Il conclut sur les intérêts que les communes ont à se regrouper, en soulignant notamment les incitations financières de l’Etat, via le contrat de plan Etat-Région. Les deux cas de Chennevières et du territoire de la Plaine centrale ont été repris par la presse. Ainsi, lit- on dans l’Express du 17/02/2000, sous le titre « Clochemerle en Val-de-Marne » :

« A Créteil, à Alfortville et à Limeil Brévannes, les élus fulminent devant le refus du

préfet du Val-de-Marne d’avaliser leur projet d’agglomération de la « Plaine centrale ». A Chennevières, dans le même département, [où] c’est l’intégration « autoritaire » de la commune au sein du « Haut Val-de-Marne » qui fâche ».

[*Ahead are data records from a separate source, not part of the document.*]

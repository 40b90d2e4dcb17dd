use anchor_client::{solana_sdk::signature::Signature, ClientError};

pub fn assert_client_err(res: Result<Signature, ClientError>, needle: &str) {
    let err = res
        .expect_err("transaction unexpectedly succeeded")
        .to_string();
    assert!(err.contains(needle), "unexpected client error: {err}");
}
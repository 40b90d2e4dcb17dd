use anchor_lang::prelude::*;

/// Singleton counter of registered identities. An identity is counted from
/// mint to close; burning deactivates the record but keeps its entry. Mutated
/// only by the instructions that also mutate TokenData, so the count and the
/// records never disagree.
#[account]
#[derive(InitSpace, Debug)]
pub struct TokenRegistry {
    /// Bump seed for the PDA. Zero until first initialization.
    pub bump: u8,
    /// Number of identity records currently registered
    pub active_identities: u64,
}

impl TokenRegistry {
    pub fn pda() -> (Pubkey, u8) {
        Pubkey::find_program_address(&[b"registry"], &crate::ID)
    }
}
pub mod initialize_candidate;
pub mod initialize_poll;
pub mod vote;

pub use initialize_candidate::*;
pub use initialize_poll::*;
pub use vote::*;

Au final, la communauté d’agglomération de Plaine centrale est créée en décembre 2000 et Chennevières appartient toujours aux Hauts-Val-de-Marne. Cet exemple souligne le rôle joué par le préfet dans la création des EPCI, qui peut être à l’initiative des regroupements intercommunaux. Il témoigne aussi du fait que, derrière l’évidence de la carte des EPCI, certaines communes n’adhèrent qu’à contrecœur au projet communautaire. Enfin, cet exemple illustre certaines limites de la pertinence territoriale des périmètres de l’intercommunalité que l’on pourrait avoir tendance à considérer comme allant de soi.

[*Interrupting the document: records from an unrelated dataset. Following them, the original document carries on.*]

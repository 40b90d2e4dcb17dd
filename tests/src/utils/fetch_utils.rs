use anchor_client::{
    anchor_lang::AccountDeserialize,
    solana_sdk::{pubkey::Pubkey, signature::Keypair},
    Program,
};
use anchor_spl::token::TokenAccount;
use soulbound_id::{Candidate, Poll, TokenData, TokenRegistry};

pub fn fetch_token_data(program: &Program<&Keypair>, pubkey: &Pubkey) -> TokenData {
    let account_data = program.rpc().get_account(pubkey).unwrap();
    TokenData::try_deserialize(&mut account_data.data.as_ref()).unwrap()
}

pub fn fetch_registry(program: &Program<&Keypair>, pubkey: &Pubkey) -> TokenRegistry {
    let account_data = program.rpc().get_account(pubkey).unwrap();
    TokenRegistry::try_deserialize(&mut account_data.data.as_ref()).unwrap()
}

pub fn fetch_poll(program: &Program<&Keypair>, pubkey: &Pubkey) -> Poll {
    let account_data = program.rpc().get_account(pubkey).unwrap();
    Poll::try_deserialize(&mut account_data.data.as_ref()).unwrap()
}

pub fn fetch_candidate(program: &Program<&Keypair>, pubkey: &Pubkey) -> Candidate {
    let account_data = program.rpc().get_account(pubkey).unwrap();
    Candidate::try_deserialize(&mut account_data.data.as_ref()).unwrap()
}

pub fn fetch_token_balance(program: &Program<&Keypair>, pubkey: &Pubkey) -> u64 {
    let account_data = program.rpc().get_account(pubkey).unwrap();
    TokenAccount::try_deserialize(&mut account_data.data.as_ref())
        .unwrap()
        .amount
}

pub fn account_exists(program: &Program<&Keypair>, pubkey: &Pubkey) -> bool {
    program.rpc().get_account(pubkey).is_ok()
}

L’inachèvement et la jeunesse de la couverture en EPCI en Ile-de-France est un fait connu, les raisons en sont également bien identifiées (OFFNER J.-M., POUPLET M., 2001 ; MINISTERE DE L’INTERIEUR, 2004). Parmi elles, on peut rappeler le poids démographique de certaines communes de la proche couronne, qui relativise les perspectives d’économie d’échelle habituellement attribuées à l’intercommunalité. De plus, en Ile-de- France, un certain nombre de services publics souvent à l’origine des initiatives de regroupement, se trouvent déjà pris en charge par des syndicats définis à un échelon régional. Enfin, l’étalement de l’agglomération et les très fortes densités configurent des relations entre les lieux, sensiblement éloignées du schéma traditionnel qui laisse apparaître un centre polarisant un ensemble de communes alentour. Enfin, comme ailleurs cette fois, les

divergences politiques locales paraissent parfois insurmontables, quel que soit le volontarisme et les incitations de l’Etat ou des autres collectivités territoriales.

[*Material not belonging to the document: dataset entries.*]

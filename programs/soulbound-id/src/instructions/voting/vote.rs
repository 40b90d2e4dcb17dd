use anchor_lang::prelude::*;

use crate::{error::ErrorCode, Candidate, Poll};

#[derive(Accounts)]
#[instruction(poll_id: u64, candidate_name: String)]
pub struct Vote<'info> {
    pub voter: Signer<'info>,
    #[account(constraint = poll.poll_id == poll_id @ ErrorCode::PollNotFound)]
    pub poll: Box<Account<'info, Poll>>,
    #[account(
        mut,
        constraint = candidate.poll_id == poll_id @ ErrorCode::CandidateNotFound,
        constraint = candidate.name == candidate_name @ ErrorCode::CandidateNotFound,
    )]
    pub candidate: Box<Account<'info, Candidate>>,
}

pub fn handler(ctx: Context<Vote>, _poll_id: u64, _candidate_name: String) -> Result<()> {
    let clock = Clock::get()?;
    require!(
        ctx.accounts.poll.is_open(clock.unix_timestamp),
        ErrorCode::PollNotOpen
    );

    let candidate = &mut ctx.accounts.candidate;
    candidate.votes = candidate.votes.checked_add(1).unwrap();

    Ok(())
}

Il n’en reste pas moins que l’intercommunalité est désormais une réalité en Ile-de-France, qu’elle concerne 674 communes en 2004 (soit plus de la moitié) et quatre millions d’habitants (soit près d’un habitant sur deux – hors Paris). Ces structures se créent dans un contexte politique, administratif et social qui contribue à déterminer leur tracé. Les découpages politico-administratifs préexistants à cette « révolution » territoriale, quoique « tranquille », font partie de ce contexte, au premier rang desquels figure le découpage cantonal, de même niveau que celui des intercommunalités. Pour la question qui nous intéresse, il est indispensable d’apprécier la nouveauté des contours de ces territoires par rapport au découpage traditionnel des cantons.